The projections are part of the analysis the Paris-based IEA did for its “World Energy Outlook 2016” flagship report. The agency forecast that gasoline demand will drop to 22.8 million barrels a day by 2020 from 23 million barrels a day last year. By 2030, consumption will rebound slightly, reaching a peak of 23.1 million barrels a day, before falling again toward 2040.
The forecast is more pessimistic than the one released a year ago, when the IEA saw robust demand growth from now until 2030.
Higher gasoline and oil prices could help to cut demand growth. Over the last two years, as gasoline prices plunged, consumers have bought larger gas-guzzling cars, particularly in the U.S., denting efforts to improve miles-per-gallon fuel economy. If prices rise, consumers are likely to opt again for more efficient cars.
Gasoline has been the world’s choice to power automobiles. From the 1950s onward, when Henry Ford’s dream that every middle-class American could own a car became reality, gas stations sprung up next to drive-through restaurants and strip malls and transformed the landscape of America and economies across the globe.
Now, however, car companies — most obviously Tesla, but also incumbents such as General Motors Co., BMW AG and Nissan Motor Co. — are putting their money, and reputations, behind electric vehicles. With technology improving — especially for batteries — prices are falling. Tax breaks, particularly in China, are helping sales.
Global gasoline demand grew by nearly 20 percent between 1990 and 2015 despite competition from diesel in Europe, where the fuel benefited from tax breaks. In the next 25 years, gasoline consumption will drop 0.2 percent, according to the new IEA calculations.
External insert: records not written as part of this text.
use std::io;
use std::path::{Path, PathBuf};
use std::sync::Arc;
use thiserror::Error;

/// Errors surfaced by a conversion run.
#[derive(Debug, Error)]
pub enum AppError {
    /// The input file could not be opened
    #[error("Can't open XML file {}: {source}", .path.display())]
    Open {
        path: PathBuf,
        #[source]
        source: io::Error,
    },
    /// Reading the input failed after it was opened
    #[error("Failed to read XML file {}: {source}", .path.display())]
    Read {
        path: PathBuf,
        #[source]
        source: Arc<io::Error>,
    },
    /// The input is not well-formed XML
    #[error("Malformed XML in {} at byte {position}: {source}", .path.display())]
    Malformed {
        path: PathBuf,
        position: u64,
        #[source]
        source: MalformedXml,
    },
    /// Writing converted output failed
    #[error("Failed to write output: {0}")]
    Write(#[source] io::Error),
    /// Invalid argument or configuration value
    #[error("Invalid input: {0}")]
    InvalidInput(String),
}

/// Reasons an input document is rejected.
#[derive(Debug, Error)]
pub enum MalformedXml {
    #[error(transparent)]
    Syntax(#[from] quick_xml::Error),
    #[error("no element found")]
    NoRootElement,
    #[error("unexpected end of input, {0} element(s) left unclosed")]
    UnclosedElements(usize),
    #[error("junk after document element")]
    ContentAfterRoot,
    #[error("text outside of the document element")]
    ContentOutsideRoot,
    #[error("undefined entity &{0};")]
    UndefinedEntity(String),
    #[error("recursive entity reference &{0};")]
    RecursiveEntity(String),
    #[error("invalid entity declaration: {0}")]
    InvalidEntityDeclaration(String),
}

/// Failure of a path-less conversion stream.
///
/// Attach the input path with [`StreamError::at`] to obtain an [`AppError`].
#[derive(Debug, Error)]
pub enum StreamError {
    #[error("read failed: {0}")]
    Read(Arc<io::Error>),
    #[error("malformed XML at byte {position}: {source}")]
    Malformed {
        position: u64,
        #[source]
        source: MalformedXml,
    },
    #[error("write failed: {0}")]
    Write(#[source] io::Error),
}

impl StreamError {
    pub fn malformed(position: u64, source: impl Into<MalformedXml>) -> Self {
        StreamError::Malformed {
            position,
            source: source.into(),
        }
    }

    pub fn at(self, path: &Path) -> AppError {
        match self {
            StreamError::Read(source) => AppError::Read {
                path: path.to_path_buf(),
                source,
            },
            StreamError::Malformed { position, source } => AppError::Malformed {
                path: path.to_path_buf(),
                position,
                source,
            },
            StreamError::Write(e) => AppError::Write(e),
        }
    }
}

pub type AppResult<T> = Result<T, AppError>;

#[cfg(test)]
mod tests {
    use super::*;
    use std::error::Error;

    #[test]
    fn test_open_error_names_the_file() {
        let err = AppError::Open {
            path: PathBuf::from("reports/missing.xml"),
            source: io::Error::new(io::ErrorKind::NotFound, "No such file or directory"),
        };
        let msg = err.to_string();
        assert!(msg.contains("Can't open XML file"));
        assert!(msg.contains("reports/missing.xml"));
        assert!(err.source().is_some());
    }

    #[test]
    fn test_stream_error_at_attaches_path() {
        let err =
            StreamError::malformed(42, MalformedXml::UnclosedElements(2)).at(Path::new("r.xml"));
        match &err {
            AppError::Malformed { path, position, .. } => {
                assert_eq!(path, Path::new("r.xml"));
                assert_eq!(*position, 42);
            }
            other => panic!("unexpected error: {other:?}"),
        }
        let msg = err.to_string();
        assert!(msg.contains("r.xml"));
        assert!(msg.contains("byte 42"));
        assert!(err.source().unwrap().to_string().contains("2 element(s)"));
    }

    #[test]
    fn test_write_error_keeps_no_path() {
        let err = StreamError::Write(io::Error::new(io::ErrorKind::BrokenPipe, "pipe closed"))
            .at(Path::new("r.xml"));
        assert!(matches!(err, AppError::Write(_)));
        assert!(err.to_string().contains("Failed to write output"));
    }

    #[test]
    fn test_undefined_entity_display() {
        let err = MalformedXml::UndefinedEntity("nbsp".to_string());
        assert_eq!(err.to_string(), "undefined entity &nbsp;");
    }

    #[test]
    fn test_app_error_implements_error_trait() {
        let err: Box<dyn Error> = Box::new(AppError::InvalidInput("empty path".to_string()));
        assert!(!err.to_string().is_empty());
    }
}
use crate::errors::ApiError;
use crate::view::PageView;

pub const PASSWORD_MISMATCH: &str = "Passwords Don't Match";
pub const PASSWORD_EMPTY: &str = "Password is empty";

#[derive(Debug, Clone, PartialEq, Eq)]
pub struct Validity {
    pub message: &'static str,
}

impl Validity {
    pub fn is_valid(&self) -> bool {
        self.message.is_empty()
    }
}

pub fn check_password(password: &str, verify: &str) -> Validity {
    let message = if password == verify { "" } else { PASSWORD_MISMATCH };
    Validity { message }
}

/// Gate run by submit handlers before anything leaves the page.
pub fn ensure_passwords_match(password: &str, verify: &str) -> Result<(), ApiError> {
    let validity = check_password(password, verify);
    if validity.is_valid() {
        Ok(())
    } else {
        Err(ApiError::validation(validity.message))
    }
}

#[derive(Debug, Default, Clone)]
pub struct PasswordForm {
    pub password: String,
    pub verify: String,
}

impl PasswordForm {
    pub fn on_password_keyup(&mut self, value: &str, view: &mut dyn PageView) {
        self.password = value.to_string();
        self.refresh(view);
    }

    pub fn on_verify_keyup(&mut self, value: &str, view: &mut dyn PageView) {
        self.verify = value.to_string();
        self.refresh(view);
    }

    fn refresh(&self, view: &mut dyn PageView) {
        view.set_verify_validity(check_password(&self.password, &self.verify).message);
    }
}

#[cfg(test)]
mod tests {
    use super::*;

    #[test]
    fn message_is_empty_iff_values_match() {
        let cases = [("", ""), ("a", "a"), ("a", "b"), ("secret", "secreT"), ("x", "")];
        for (p, v) in cases {
            let validity = check_password(p, v);
            assert_eq!(validity.message.is_empty(), p == v, "p={p:?} v={v:?}");
        }
    }

    #[test]
    fn mismatch_uses_localized_message() {
        assert_eq!(check_password("a", "b").message, PASSWORD_MISMATCH);
    }

    #[test]
    fn submit_gate_rejects_mismatch() {
        assert!(ensure_passwords_match("same", "same").is_ok());
        let err = ensure_passwords_match("a", "b").unwrap_err();
        assert!(matches!(err, ApiError::Validation(ref msg) if msg == PASSWORD_MISMATCH));
    }

    #[test]
    fn keyup_on_either_field_refreshes_validity() {
        let mut view = crate::ui::ConsoleView::new(Vec::new());
        let mut form = PasswordForm::default();
        form.on_password_keyup("abc", &mut view);
        form.on_verify_keyup("abc", &mut view);

        let output = String::from_utf8(view.into_inner()).unwrap();
        assert_eq!(output, "[verify] Passwords Don't Match\n[verify] ok\n");
    }
}
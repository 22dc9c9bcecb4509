use crate::api::ApiClient;
use crate::config::Config;

#[derive(Clone)]
pub struct PageContext {
    pub api: ApiClient,
}

impl PageContext {
    pub fn new(config: Config) -> Self {
        Self {
            api: ApiClient::new(config),
        }
    }

    pub fn limit(&self) -> u32 {
        self.api.limit()
    }
}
While the number of passenger vehicles will double to 2 billion by 2040, “the amount of oil we use for cars will be lower than today,” Birol said.
The biggest victim is likely to be refiners, which have spent billions of dollars over the last two decades to maximize gasoline output at the expense of other fuels. Birol said the changes in fuel-demand growth over the next 25 years will have “major implications” for the industry, which probably will have to re-tool their plants.
“Demand for gasoline will be much more affected than heavier fuels — the refineries’ configuration will be affected,” he said.
As gasoline demand sputters in advanced economies, middle distillates, fuels used to power trucks and jets, will continue to see growth in the next decade as economies expand. And new international rules will require that the heavy, dirty fuels currently used for marine transit be replaced with lower-sulfur diesel in 2020.
Refiners would be wise to target distillates such as diesel in lieu of gasoline as they grapple with fading consumption, said Michael Wojciechowski, vice president of Americas oil and refining markets research at Wood Mackenzie Ltd. in Houston.
“Diesel seems to be almost like a utility fuel going forward,” Wojciechowski said. “It’s got its ability to meet a lot of strategic objectives for refiners.